Il y a bien un ordre alphabétique, mais c’est celui des douze thèmes qui ont été retenus. Pourquoi douze ? Parce que douze divinités olympiennes, douze signes du Zodiaque, douze apôtres… C’est le nombre « sublime » dans la numérologie occidentale. Mais, bien entendu, si j’avais dû retenir onze ou treize thèmes, ça aurait été très bien aussi (surtout treize, à vrai dire). Par ordre d’apparition : Aliens, monstres et créatures prodigieuses ; Artefacts magiques et lieux aberrants ; Automates, robots, androïdes, machines ; Corps extraordinaires ; Dieux et démons ; Héros et héroïnes ; Mal ; Mort et non-morts ; Rêves et cauchemars ; Utopies et dystopies ; Villes du futur et cités fabuleuses ; Voyages dans le temps et l’espace. Soit un ensemble de sujets qui tiennent de la rubrique-à-brac mais qui couvrent une bonne partie sinon la totalité des possibles dans les trois genres considérés : fantasy, fantastique, science-fiction. Je reviendrai sur les distinctions nécessaires ou superflues à opérer entre eux. Ce que je peux déjà dire, c’est qu’ils se trouvent séparés dans la plupart des ouvrages qui en traitent, alors que j’ai pris le parti de les réunir dans un seul et même livre, et d’ordonner les textes qui en relèvent dans chacun des chapitres selon un axe grossièrement temporel, non point en fonction de la date de leur publication ou de la naissance de leur auteur mais en considérant que la fantasy renvoyait souvent à un passé mythique, le fantastique à un présent mystérieux, la science-fiction à un futur plus ou moins lointain et qu’il n’était donc pas complètement idiot de les distribuer en suivant la flèche du temps, ce qui permettait de donner à chaque chapitre, par-delà la diversité des histoires particulières, la structure d’une histoire globale avec un début, un milieu et une fin.
Ici, le spécialiste se récrie à la lecture de cette phrase trop longue : qu’est-ce que c’est que cette histoire de flèche temporelle ? La fantasy se situe dans un univers parallèle plutôt que dans le passé de la Terre, le fantastique peut surgir dans le passé comme dans l’avenir, quant à la science-fiction elle se préoccupe moins d’avenir que de notre présent, qu’elle cherche à défamiliariser.

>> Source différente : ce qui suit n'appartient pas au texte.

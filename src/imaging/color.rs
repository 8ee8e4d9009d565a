// SPDX-License-Identifier: GPL-3.0-only

//! Colour space conversion and pixel thresholds
//!
//! Goal thresholds are expressed in CIE L\*a\*b\* so that a single range
//! tolerates the brightness swings of the differenced image. Conversion is
//! sRGB (D65) with the usual piecewise gamma; L is reported in 0..=100 and
//! a/b in -128..=127.

use serde::{Deserialize, Serialize};
use std::sync::LazyLock;

/// sRGB gamma expansion for every 8-bit value
static SRGB_TO_LINEAR: LazyLock<[f32; 256]> = LazyLock::new(|| {
    let mut table = [0.0f32; 256];
    for (i, entry) in table.iter_mut().enumerate() {
        let c = i as f32 / 255.0;
        *entry = if c <= 0.04045 {
            c / 12.92
        } else {
            ((c + 0.055) / 1.055).powf(2.4)
        };
    }
    table
});

// D65 reference white
const WHITE_X: f32 = 0.950_47;
const WHITE_Y: f32 = 1.0;
const WHITE_Z: f32 = 1.088_83;

/// A pixel in CIE L*a*b*
#[derive(Debug, Clone, Copy, PartialEq, Eq, Default)]
pub struct Lab {
    pub l: i8,
    pub a: i8,
    pub b: i8,
}

/// Convert an sRGB pixel to L*a*b*
pub fn rgb_to_lab(r: u8, g: u8, b: u8) -> Lab {
    let table = &*SRGB_TO_LINEAR;
    let (r, g, b) = (table[r as usize], table[g as usize], table[b as usize]);

    let x = (0.412_456_4 * r + 0.357_576_1 * g + 0.180_437_5 * b) / WHITE_X;
    let y = (0.212_672_9 * r + 0.715_152_2 * g + 0.072_175_0 * b) / WHITE_Y;
    let z = (0.019_333_9 * r + 0.119_192_0 * g + 0.950_304_1 * b) / WHITE_Z;

    let (fx, fy, fz) = (lab_f(x), lab_f(y), lab_f(z));

    Lab {
        l: (116.0 * fy - 16.0).round().clamp(0.0, 100.0) as i8,
        a: (500.0 * (fx - fy)).round().clamp(-128.0, 127.0) as i8,
        b: (200.0 * (fy - fz)).round().clamp(-128.0, 127.0) as i8,
    }
}

fn lab_f(t: f32) -> f32 {
    const EPSILON: f32 = 216.0 / 24389.0;
    const KAPPA: f32 = 24389.0 / 27.0;
    if t > EPSILON {
        t.cbrt()
    } else {
        (KAPPA * t + 16.0) / 116.0
    }
}

/// Inclusive L*a*b* box, written as `[l_min, l_max, a_min, a_max, b_min, b_max]`
#[derive(Debug, Clone, Copy, PartialEq, Eq, Serialize, Deserialize)]
#[serde(from = "[i8; 6]", into = "[i8; 6]")]
pub struct LabThreshold {
    pub l_min: i8,
    pub l_max: i8,
    pub a_min: i8,
    pub a_max: i8,
    pub b_min: i8,
    pub b_max: i8,
}

impl LabThreshold {
    /// Build a threshold, swapping any bound pair given in the wrong order
    pub fn new(l: (i8, i8), a: (i8, i8), b: (i8, i8)) -> Self {
        Self {
            l_min: l.0.min(l.1),
            l_max: l.0.max(l.1),
            a_min: a.0.min(a.1),
            a_max: a.0.max(a.1),
            b_min: b.0.min(b.1),
            b_max: b.0.max(b.1),
        }
    }

    pub fn contains(&self, lab: Lab) -> bool {
        (self.l_min..=self.l_max).contains(&lab.l)
            && (self.a_min..=self.a_max).contains(&lab.a)
            && (self.b_min..=self.b_max).contains(&lab.b)
    }

    /// L is meaningful only in 0..=100
    pub fn is_valid(&self) -> bool {
        self.l_min >= 0 && self.l_max <= 100
    }
}

impl From<[i8; 6]> for LabThreshold {
    fn from(v: [i8; 6]) -> Self {
        LabThreshold::new((v[0], v[1]), (v[2], v[3]), (v[4], v[5]))
    }
}

impl From<LabThreshold> for [i8; 6] {
    fn from(t: LabThreshold) -> Self {
        [t.l_min, t.l_max, t.a_min, t.a_max, t.b_min, t.b_max]
    }
}

/// Inclusive grayscale range, written as `[min, max]`
#[derive(Debug, Clone, Copy, PartialEq, Eq, Serialize, Deserialize)]
#[serde(from = "[u8; 2]", into = "[u8; 2]")]
pub struct GrayThreshold {
    pub min: u8,
    pub max: u8,
}

impl GrayThreshold {
    pub fn new(min: u8, max: u8) -> Self {
        Self {
            min: min.min(max),
            max: min.max(max),
        }
    }

    pub fn contains(&self, value: u8) -> bool {
        (self.min..=self.max).contains(&value)
    }
}

impl From<[u8; 2]> for GrayThreshold {
    fn from(v: [u8; 2]) -> Self {
        GrayThreshold::new(v[0], v[1])
    }
}

impl From<GrayThreshold> for [u8; 2] {
    fn from(t: GrayThreshold) -> Self {
        [t.min, t.max]
    }
}
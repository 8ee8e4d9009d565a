// SPDX-License-Identifier: GPL-3.0-only

//! User configuration
//!
//! Stored as JSON at `$XDG_CONFIG_HOME/retroflash/config.json`. A missing
//! file means defaults; a partial file fills the rest from defaults; an
//! unknown key is an error so that typos do not silently fall back.

use crate::constants::{Framesize, HighlighterMode, ModeTimings, blobs, led, processing, sensor};
use crate::errors::{AppError, AppResult};
use crate::imaging::{BlobOptions, LabThreshold, Rect};
use crate::timing::check_rolling_shutter;
use serde::{Deserialize, Serialize};
use std::path::{Path, PathBuf};
use std::time::Duration;
use tracing::{debug, info};

/// Capture device selection
#[derive(Debug, Clone, PartialEq, Eq, Serialize, Deserialize)]
#[serde(default, deny_unknown_fields)]
pub struct CameraSettings {
    /// V4L2 device path
    pub device: String,
    pub framesize: Framesize,
    /// Region cropped from every frame
    pub window: Option<Rect>,
    /// Frames are discarded for this long after the sensor is configured
    pub settle_ms: u64,
}

impl Default for CameraSettings {
    fn default() -> Self {
        Self {
            device: sensor::DEFAULT_DEVICE.to_string(),
            framesize: Framesize::default(),
            window: None,
            settle_ms: crate::constants::timing::SENSOR_SETTLE_TIME.as_millis() as u64,
        }
    }
}

impl CameraSettings {
    /// Size of the frames handed to the highlighter
    pub fn frame_dimensions(&self) -> (u32, u32) {
        match self.window {
            Some(window) => (window.w, window.h),
            None => self.framesize.dimensions(),
        }
    }
}

/// A single sensor register write
#[derive(Debug, Clone, Copy, PartialEq, Eq, Serialize, Deserialize)]
#[serde(deny_unknown_fields)]
pub struct RegisterWrite {
    pub reg: u16,
    pub value: u8,
}

/// Built-in register tables
#[derive(Debug, Clone, Copy, PartialEq, Eq, Default, Serialize, Deserialize)]
#[serde(rename_all = "kebab-case")]
pub enum RegisterProfile {
    /// Leave the sensor registers alone
    #[default]
    None,
    /// GC2145 tuned for goal detection
    Gc2145Goal,
    /// GC2145 tuned for checking camera placement
    Gc2145Test,
}

impl RegisterProfile {
    pub fn writes(&self) -> Vec<RegisterWrite> {
        let table: &[(u16, u8)] = match self {
            RegisterProfile::None => &[],
            RegisterProfile::Gc2145Goal => sensor::GC2145_GOAL_REGISTERS,
            RegisterProfile::Gc2145Test => sensor::GC2145_TEST_REGISTERS,
        };
        table
            .iter()
            .map(|&(reg, value)| RegisterWrite { reg, value })
            .collect()
    }
}

/// Fixed sensor state for frame differencing
#[derive(Debug, Clone, PartialEq, Eq, Serialize, Deserialize)]
#[serde(default, deny_unknown_fields)]
pub struct SensorSettings {
    /// Manual exposure time
    pub exposure_us: u32,
    pub auto_exposure: bool,
    pub auto_white_balance: bool,
    pub auto_gain: bool,
    /// Raw gain control value
    pub gain: Option<i32>,
    /// Adjustment level -3..=3 around the driver default
    pub brightness: Option<i8>,
    /// Adjustment level -3..=3 around the driver default
    pub contrast: Option<i8>,
    /// Adjustment level -3..=3 around the driver default
    pub saturation: Option<i8>,
    pub profile: RegisterProfile,
    /// Extra register writes applied after the profile
    pub registers: Vec<RegisterWrite>,
}

impl Default for SensorSettings {
    fn default() -> Self {
        Self {
            exposure_us: sensor::DEFAULT_EXPOSURE_US,
            auto_exposure: false,
            auto_white_balance: false,
            auto_gain: false,
            gain: None,
            brightness: None,
            contrast: None,
            saturation: None,
            profile: RegisterProfile::default(),
            registers: Vec::new(),
        }
    }
}

impl SensorSettings {
    /// Profile writes followed by the extra writes
    pub fn register_writes(&self) -> Vec<RegisterWrite> {
        let mut writes = self.profile.writes();
        writes.extend_from_slice(&self.registers);
        writes
    }

    pub fn exposure(&self) -> Duration {
        Duration::from_micros(self.exposure_us as u64)
    }
}

/// IR LED selection
#[derive(Debug, Clone, PartialEq, Eq, Serialize, Deserialize)]
#[serde(default, deny_unknown_fields)]
pub struct LedSettings {
    /// LED class device name under /sys/class/leds
    pub name: String,
    /// Write 0 for on and max_brightness for off
    pub active_low: bool,
}

impl Default for LedSettings {
    fn default() -> Self {
        Self {
            name: led::DEFAULT_LED_NAME.to_string(),
            active_low: false,
        }
    }
}

/// Highlighter mode and its tunables
#[derive(Debug, Clone, PartialEq, Serialize, Deserialize)]
#[serde(default, deny_unknown_fields)]
pub struct HighlighterSettings {
    pub mode: HighlighterMode,
    /// Overrides the mode's settle wait
    pub settle_us: Option<u64>,
    /// Overrides the mode's recover wait
    pub recover_us: Option<u64>,
    /// Barrel correction strength; the two-frame mode defaults to 1.65,
    /// other modes to none
    pub lens_strength: Option<f32>,
    pub lens_zoom: f32,
    /// Box blur radius; the two-frame mode defaults to 1, other modes to none
    pub mean_size: Option<u32>,
    /// Invert the highlight so goals match the LAB thresholds
    pub negate: bool,
    /// Grayscale change that counts as motion
    pub motion_threshold: u8,
    /// Radius of the motion-map erode/dilate passes
    pub morph_size: u32,
}

impl Default for HighlighterSettings {
    fn default() -> Self {
        Self {
            mode: HighlighterMode::default(),
            settle_us: None,
            recover_us: None,
            lens_strength: None,
            lens_zoom: processing::LENS_CORR_ZOOM,
            mean_size: None,
            negate: true,
            motion_threshold: processing::MOTION_THRESHOLD,
            morph_size: processing::MORPH_SIZE,
        }
    }
}

impl HighlighterSettings {
    /// The mode's waits with any overrides applied
    pub fn timings(&self) -> ModeTimings {
        let defaults = self.mode.default_timings();
        ModeTimings {
            settle: self
                .settle_us
                .map(Duration::from_micros)
                .unwrap_or(defaults.settle),
            recover: self
                .recover_us
                .map(Duration::from_micros)
                .unwrap_or(defaults.recover),
        }
    }

    pub fn effective_lens_strength(&self) -> Option<f32> {
        self.lens_strength.or(match self.mode {
            HighlighterMode::TwoFrame => Some(processing::LENS_CORR_STRENGTH),
            _ => None,
        })
    }

    pub fn effective_mean_size(&self) -> Option<u32> {
        self.mean_size.or(match self.mode {
            HighlighterMode::TwoFrame => Some(processing::MEAN_SIZE),
            _ => None,
        })
    }
}

/// Blob filtering
#[derive(Debug, Clone, PartialEq, Eq, Serialize, Deserialize)]
#[serde(default, deny_unknown_fields)]
pub struct BlobSettings {
    pub goal_thresholds: Vec<LabThreshold>,
    pub area_threshold: u32,
    pub pixels_threshold: u32,
    /// Merge margin; defaults to the frame height / 40
    pub margin: Option<u32>,
    pub merge: bool,
}

impl Default for BlobSettings {
    fn default() -> Self {
        Self {
            goal_thresholds: blobs::GOAL_THRESHOLDS
                .iter()
                .map(|&t| LabThreshold::from(t))
                .collect(),
            area_threshold: blobs::AREA_THRESHOLD,
            pixels_threshold: blobs::PIXELS_THRESHOLD,
            margin: None,
            merge: true,
        }
    }
}

impl BlobSettings {
    /// Options for a frame of the given height
    pub fn options(&self, height: u32) -> BlobOptions {
        let mut options = BlobOptions::for_height(height);
        options.area_threshold = self.area_threshold;
        options.pixels_threshold = self.pixels_threshold;
        options.merge = self.merge;
        if let Some(margin) = self.margin {
            options.margin = margin;
        }
        options
    }
}

/// Detection loop behaviour
#[derive(Debug, Clone, PartialEq, Eq, Serialize, Deserialize)]
#[serde(default, deny_unknown_fields)]
pub struct DetectorSettings {
    /// Run blob detection of the previous frame during the next hold-up
    pub pipelined: bool,
    /// Save annotated highlight images here
    pub save_dir: Option<PathBuf>,
    /// Give up after this many failed iterations in a row
    pub max_consecutive_errors: u32,
}

impl Default for DetectorSettings {
    fn default() -> Self {
        Self {
            pipelined: false,
            save_dir: None,
            max_consecutive_errors: 10,
        }
    }
}

#[derive(Debug, Clone, Default, PartialEq, Serialize, Deserialize)]
#[serde(default, deny_unknown_fields)]
pub struct Config {
    pub camera: CameraSettings,
    pub sensor: SensorSettings,
    pub led: LedSettings,
    pub highlighter: HighlighterSettings,
    pub blobs: BlobSettings,
    pub detector: DetectorSettings,
}

impl Config {
    /// `$XDG_CONFIG_HOME/retroflash/config.json`
    pub fn default_path() -> Option<PathBuf> {
        dirs::config_dir().map(|dir| dir.join("retroflash").join("config.json"))
    }

    /// Load and validate; a missing file yields the defaults
    pub fn load(path: &Path) -> AppResult<Config> {
        let config = match std::fs::read_to_string(path) {
            Ok(text) => {
                let config: Config = serde_json::from_str(&text)
                    .map_err(|e| AppError::Config(format!("{}: {}", path.display(), e)))?;
                info!(path = %path.display(), "Loaded configuration");
                config
            }
            Err(e) if e.kind() == std::io::ErrorKind::NotFound => {
                debug!(path = %path.display(), "No configuration file, using defaults");
                Config::default()
            }
            Err(e) => {
                return Err(AppError::Config(format!("{}: {}", path.display(), e)));
            }
        };
        config.validate()?;
        Ok(config)
    }

    /// Load from the default location, or defaults when there is none
    pub fn load_default() -> AppResult<Config> {
        match Self::default_path() {
            Some(path) => Self::load(&path),
            None => Ok(Config::default()),
        }
    }

    pub fn save(&self, path: &Path) -> AppResult<()> {
        if let Some(parent) = path.parent() {
            std::fs::create_dir_all(parent)?;
        }
        let text = serde_json::to_string_pretty(self)?;
        std::fs::write(path, text + "\n")?;
        info!(path = %path.display(), "Saved configuration");
        Ok(())
    }

    /// Reject settings the pipeline cannot run with.
    ///
    /// Waits that a rolling shutter may straddle only produce warnings.
    pub fn validate(&self) -> AppResult<()> {
        let (frame_w, frame_h) = self.camera.framesize.dimensions();
        if let Some(window) = self.camera.window {
            if window.area() == 0 {
                return Err(AppError::Config("camera window is empty".into()));
            }
            if window.right() > frame_w || window.bottom() > frame_h {
                return Err(AppError::Config(format!(
                    "camera window {} does not fit {} ({}x{})",
                    window,
                    self.camera.framesize.display_name(),
                    frame_w,
                    frame_h
                )));
            }
        }

        for level in [
            self.sensor.brightness,
            self.sensor.contrast,
            self.sensor.saturation,
        ]
        .into_iter()
        .flatten()
        {
            if !(-3..=3).contains(&level) {
                return Err(AppError::Config(format!(
                    "sensor adjustment level {} is outside -3..=3",
                    level
                )));
            }
        }

        let hl = &self.highlighter;
        if let Some(strength) = hl.lens_strength {
            if !strength.is_finite() || strength < 0.0 {
                return Err(AppError::Config(format!(
                    "lens_strength must be >= 0, got {}",
                    strength
                )));
            }
        }
        if !hl.lens_zoom.is_finite() || hl.lens_zoom <= 0.0 {
            return Err(AppError::Config(format!(
                "lens_zoom must be > 0, got {}",
                hl.lens_zoom
            )));
        }

        if self.blobs.goal_thresholds.is_empty() {
            return Err(AppError::Config("at least one goal threshold is required".into()));
        }
        if self.blobs.goal_thresholds.len() > 32 {
            return Err(AppError::Config("at most 32 goal thresholds are supported".into()));
        }
        if let Some(bad) = self.blobs.goal_thresholds.iter().find(|t| !t.is_valid()) {
            return Err(AppError::Config(format!(
                "goal threshold {:?} has L outside 0..=100",
                <[i8; 6]>::from(*bad)
            )));
        }

        if !self.sensor.auto_exposure {
            let timings = hl.timings();
            let exposure = self.sensor.exposure();
            check_rolling_shutter("settle", timings.settle, exposure);
            if hl.mode.uses_motion_mask() {
                check_rolling_shutter("recover", timings.recover, exposure);
            }
        }

        Ok(())
    }
}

Sans compter les genres hybrides, comme la science fantasy, dont les coordonnées spatio-temporelles paraissent difficiles à préciser. J’ai conscience de tout cela, et aussi du fait qu’il me faudrait le double de la place dont je dispose dans cette introduction pour apporter les nécessaires précisions, exemples, contre-exemples, qui permettraient de justifier mes choix. Il est peut-être heureux que je ne dispose pas d’un tel volume de signes, sans quoi je risquerais bien de vous assommer avec des considérations qui n’intéressent au fond que mon ami le spécialiste (et moi, parfois, je le reconnais, mais quand même moins). On pourra par ailleurs me faire le juste reproche de ne pas avoir respecté ma propre règle du jeu puisqu’un certain nombre de textes qui, selon cette belle logique, devraient se situer au début d’un chapitre sont plutôt placés à la fin et vice versa. C’est que d’autres critères ont pu entrer en ligne de compte (par exemple, les échos que génère un texte en appelant nécessairement un autre à sa suite), sans compter des nécessités triviales de mise en page, des disparitions ou des ajouts d’éléments qui sont venus bousculer le plan initial. Rien n’est simple.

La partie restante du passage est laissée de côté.